Ese abrazo del alma entre nada menos que los dos mejores basquetbolistas argentinos de la historia, Luis Scola y Emanuel Ginóbili (invitado de lujo en la primera fila del estadio), lo dijo todo. Fue la emoción de una Generación Dorada que, ya sin varios de sus protagonistas, sigue dando alegrías. En un partido muy lejano de lo ideal, la Argentina sacó ese corazón inmenso que tiene y dio cuenta del local, México, en la semifinal del Preolímpico (78-70) y se metió en los Juegos Olímpicos del próximo año en Río de Janeiro. Hoy, a las 22.30 (TyC Sports) irá por el título ante el otro clasificado directo, Venezuela.

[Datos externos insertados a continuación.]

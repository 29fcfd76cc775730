//! # desk — Discrete-Event Simulation Kernel
//!
//! Advances a logical clock and runs tasks in non-decreasing time order.
//! Task payloads are ordinary blocking code: they can sleep until a
//! simulated time, take reentrant locks and wait/notify on a condition.
//! A small pool of recycled OS threads carries the payloads, but only one
//! of them runs at any instant, so a given submission sequence always
//! executes the same way.
//!
//! ## Architecture
//!
//! ```text
//! ┌──────────────────────────────┐
//! │           Runtime            │ ← submit / stop / resume / reset
//! │  ┌────────────────────────┐  │
//! │  │          Core          │  │ ← clock, ready FIFO, lock table
//! │  │  ┌──────────────────┐  │  │
//! │  │  │    EventQueue    │  │  │ ← waiting queue (tree or calendar)
//! │  │  └──────────────────┘  │  │
//! │  └────────────────────────┘  │
//! │  ┌────────────────────────┐  │
//! │  │   Workers (threads)    │  │ ← TaskContext: sleep, lock, wait
//! │  └────────────────────────┘  │
//! └──────────────────────────────┘
//! ```
//!
//! ## Example
//!
//! ```no_run
//! use desk::{ResourceId, Runtime};
//! use std::time::Duration;
//!
//! let rt = Runtime::with_defaults();
//! let r = ResourceId::new(1);
//! rt.submit_at(1.0, move |cx| {
//!     cx.lock(r)?;
//!     cx.sleep_for(2.5)?;
//!     cx.unlock(r);
//!     Ok(())
//! })?;
//! rt.wait_quiescent(Duration::from_secs(1))?;
//! assert_eq!(rt.now(), 3.5);
//! # Ok::<(), desk::KernelError>(())
//! ```

pub mod config;
pub mod error;
pub mod queue;
pub mod runtime;
pub mod sync;
pub mod task;
pub mod time;
pub mod worker;

// Re-exports for convenience.
pub use config::{RuntimeConfig, TraceConfig};
pub use error::{KernelError, KernelResult};
pub use queue::{CalendarQueue, EventQueue, QueueBackend, TreeQueue};
pub use runtime::{Runtime, RuntimeState, RuntimeStats, TaskFault};
pub use sync::{LockInfo, ResourceId};
pub use task::{TaskHandle, TaskId};
pub use time::SimTime;
pub use worker::{TaskContext, WorkerId, WorkerInfo, WorkerState};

Lo bueno de Argentina en la primera mitad es que se fue al descanso ‘apenas’ perdiendo por cinco puntos (35-40). La selección careció de juego interior y así potenció que Scola pasara casi inadvertido. El ala-pivot de Toronto sumó apenas 4 puntos en esos 20’ iniciales y por eso la ofensiva recayó en gran medida sobre el base, Facundo Campazzo, quien aportó una docena de puntos. México, en tanto, tuvo una gran rotación del balón en sus posesiones y la efectividad en triples (6 de 13 intentos) marcaron la tónica. La defensa le dio a la Argentina la chance de pasar al frente ya en el tercer cuarto. Con Scola de protagonista, el equipo anuló a la figura mexicana, Gustavo Ayon y así fue construyendo la remontada (62-60). Con toda la presión por ganar, México vivió un karma con el aro argentino. Los dirigidos por Sergio Hernández le clausuraron el acceso a la zona pintada y lo liquidó con un parcial de 11-0 en los últimos cuatro minutos. Scola sentenció la historia con dos simples, en una noche que estuvo muy lejos de ser la ideal para él. Como para que todos celebraran en el centro del Palacio de los Deportes de México, donde anoche se escuchó el silencio de esos 20 mil aztecas que vieron como la clasificación a Rio quedaba en manos argentinas.